3) Data Access Governance & Ethical Walls for Microsoft 365
One of the most overlooked risks with Copilot is that it pulls from everything a user already has access to. If employees are over-permissioned, Copilot can surface and share highly sensitive information far beyond what’s appropriate.
DoControl completely eliminates this attack surface by providing complete visibility, governance, and control over data access across Microsoft 365. With DoControl, security leaders can:
- Identify and clean up over-permissive access and external sharing at scale
- Implement granular access controls around who can view, edit, or share sensitive files.
- Continuously enforce least-privilege and Ethical Walls across SaaS apps.
- Ensure zero-privilege defaults, so only the right identities can access the right data.

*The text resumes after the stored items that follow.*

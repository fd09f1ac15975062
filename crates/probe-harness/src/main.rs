//! probe-harness — continuous storage-provider probe harness binary.
//!
//! Reads config from the environment (see `config::HarnessConfig`), then
//! wires C1-C9 into six long-running loops: SP-cache refresh, planner tick,
//! a dedicated retention-cycle loop, materialised-view rollup, queue sweep,
//! and a worker pool that drains `deal`/`retrieval` WorkItems through the
//! probe pipeline. A small axum server exposes `/metrics` for Prometheus
//! scraping.

mod clients;
mod config;
mod sp_cache;

use std::net::SocketAddr;
use std::sync::Arc;
use std::time::Duration;

use axum::{routing::get, Router};
use chain_gateway::{get_testing_providers, sync_providers, ChainClient, SelectionMode};
use clients::{UnconfiguredChainClient, UnconfiguredIndexClient};
use config::HarnessConfig;
use job_planner::{JobPlanner, PlannerConfig};
use observation_recorder::{
    provider_status_label, refresh_materialized_views, ObservationMetrics, ObservationRecorder,
};
use probe_pipeline::{run_retrieval_probe, run_upload_probe, UploadProbeConfig};
use probe_transport::{ProbeHttpClient, TransportConfig};
use prometheus::{Encoder, Registry, TextEncoder};
use retention_poller::{IndexClient, RetentionMetrics, RetentionPoller};
use retrieval_strategies::{DirectSpStrategy, IpfsBlockStrategy, StrategyRegistry};
use sp_cache::SpCache;
use sqlx::postgres::PgPoolOptions;
use tokio_util::sync::CancellationToken;
use tracing::{error, info, warn};
use work_queue::WorkQueue;
use cid::Cid;

use crate::block::{interior_node, raw_leaf, Block};
use crate::error::ArchiveBuildError;

/// Default leaf size for chunking an uploaded object into blocks, per
/// §4.3's "strategy-specific fields (e.g. blockCount, carSize)".
pub const DEFAULT_LEAF_SIZE: usize = 256 * 1024;

/// Metadata about a built archive, written onto `Deal.metadata` per §4.3
/// step 5.
#[derive(Debug, Clone, Copy, PartialEq, Eq)]
pub struct ArchiveStats {
    pub block_count: usize,
    pub archive_size: usize,
}

/// Build a content-addressed archive from `bytes`, chunked into leaves of
/// at most `leaf_size` bytes. Returns the framed archive bytes (root block
/// first, then every other block in the DAG, depth-first) and the root CID.
///
/// This is the encode half of §8's round-trip property: `encode(bytes) ->
/// decode(root)` must yield the original bytes back.
pub fn build_archive(bytes: &[u8], leaf_size: usize) -> Result<(Vec<u8>, Cid, ArchiveStats), ArchiveBuildError> {
    let leaf_size = leaf_size.max(1);
    let leaves: Vec<Block> = if bytes.is_empty() {
        vec![raw_leaf(Vec::new())]
    } else {
        bytes.chunks(leaf_size).map(|c| raw_leaf(c.to_vec())).collect()
    };

    let (root, blocks): (Cid, Vec<Block>) = if leaves.len() == 1 {
        let only = leaves.into_iter().next().unwrap();
        let root = only.cid;
        (root, vec![only])
    } else {
        let interior = interior_node(&leaves.iter().map(|b| b.cid).collect::<Vec<_>>());
        let root = interior.cid;
        let mut blocks = vec![interior];
        blocks.extend(leaves);
        (root, blocks)
    };

    let mut archive_size = 0usize;
    let mut out = Vec::new();
    for block in &blocks {
        let cid_bytes = block.cid.to_bytes();
        let frame_len = (cid_bytes.len() + block.data.len()) as u32;
        out.extend_from_slice(&frame_len.to_le_bytes());
        out.extend_from_slice(&cid_bytes);
        out.extend_from_slice(&block.data);
        archive_size += 4 + cid_bytes.len() + block.data.len();
    }

    Ok((
        out,
        root,
        ArchiveStats {
            block_count: blocks.len(),
            archive_size,
        },
    ))
}

/// Decode an archive built by [`build_archive`] back into blocks, in framing
/// order (root first). Used by tests and by [`decode_content`] to recover
/// the original bytes.
pub fn decode_blocks(archive: &[u8]) -> Result<Vec<Block>, crate::error::ArchiveValidationError> {
    use crate::error::ArchiveValidationError as E;

    let mut blocks = Vec::new();
    let mut cursor = 0usize;
    while cursor < archive.len() {
        if cursor + 4 > archive.len() {
            return Err(E::CarReadError("truncated frame length".into()));
        }
        let len = u32::from_le_bytes(archive[cursor..cursor + 4].try_into().unwrap()) as usize;
        cursor += 4;
        if cursor + len > archive.len() {
            return Err(E::CarReadError("truncated frame body".into()));
        }
        let frame = &archive[cursor..cursor + len];
        cursor += len;

        let mut frame_cursor = std::io::Cursor::new(frame);
        let cid = Cid::read_bytes(&mut frame_cursor)
            .map_err(|e| E::CarReadError(format!("bad cid: {e}")))?;
        let data_start = frame_cursor.position() as usize;
        let data = frame[data_start..].to_vec();
        blocks.push(Block { cid, data });
    }
    Ok(blocks)
}

/// Reassemble the original bytes from a decoded archive, concatenating leaf
/// data in the order it appears (skipping the interior node, if present).
pub fn decode_content(archive: &[u8]) -> Result<Vec<u8>, crate::error::ArchiveValidationError> {
    let blocks = decode_blocks(archive)?;
    let mut out = Vec::new();
    for block in &blocks {
        if block.cid.codec() == crate::block::RAW_CODEC {
            out.extend_from_slice(&block.data);
        }
    }
    Ok(out)
}

#[cfg(test)]
mod tests {
    use super::*;

    #[test]
    fn round_trip_single_leaf() {
        let payload = b"small payload".to_vec();
        let (archive, root, stats) = build_archive(&payload, DEFAULT_LEAF_SIZE).unwrap();
        assert_eq!(stats.block_count, 1);
        let recovered = decode_content(&archive).unwrap();
        assert_eq!(recovered, payload);
        let blocks = decode_blocks(&archive).unwrap();
        assert_eq!(blocks[0].cid, root);
    }

    #[test]
    fn round_trip_multi_leaf() {
        let payload = vec![7u8; DEFAULT_LEAF_SIZE * 3 + 17];
        let (archive, root, stats) = build_archive(&payload, DEFAULT_LEAF_SIZE).unwrap();
        assert_eq!(stats.block_count, 5); // 1 interior + 4 leaves
        let recovered = decode_content(&archive).unwrap();
        assert_eq!(recovered, payload);
        let blocks = decode_blocks(&archive).unwrap();
        assert_eq!(blocks[0].cid, root);
    }

    #[test]
    fn empty_payload_is_a_single_empty_leaf() {
        let (archive, _root, stats) = build_archive(&[], DEFAULT_LEAF_SIZE).unwrap();
        assert_eq!(stats.block_count, 1);
        let recovered = decode_content(&archive).unwrap();
        assert!(recovered.is_empty());
    }
}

4) Automated Remediation and Governance for SaaS Data
Speed is everything when it comes to Copilot-driven risks. DoControl enables automated remediation workflows that can revoke inappropriate sharing, quarantine sensitive data, or cut off risky AI activity in real time - before the exposure becomes a breach.
Security leaders can enforce governance at scale, aligning Copilot’s productivity gains with organizational security posture.
5/ Enabling Compliance While Driving Innovation in Microsoft 365
Rather than forcing organizations to choose between innovation and compliance, DoControl empowers security leaders to safely embrace Microsoft Copilot - and other AI tools for that matter.
The question isn’t ‘should we be adopting this AI for productivity?’ but rather, ‘how can we make sure we're experimenting and adopting these AI tools with confidence?’
By embedding visibility, governance, and automated controls into Microsoft 365 environments, CISOs can meet regulatory requirements while enabling employees to fully leverage AI productivity gains.
Key Takeaways
Microsoft 365 Copilot has the potential to transform how employees work, but it also introduces new and unfamiliar risks. Without the right visibility and governance, those risks can quickly outweigh the benefits.
By combining identity monitoring, contextual insights, automated remediation, and governance controls, DoControl gives security leaders confidence that Microsoft 365 Copilot can be deployed safely - delivering the AI adoption teams crave without compromising your data security.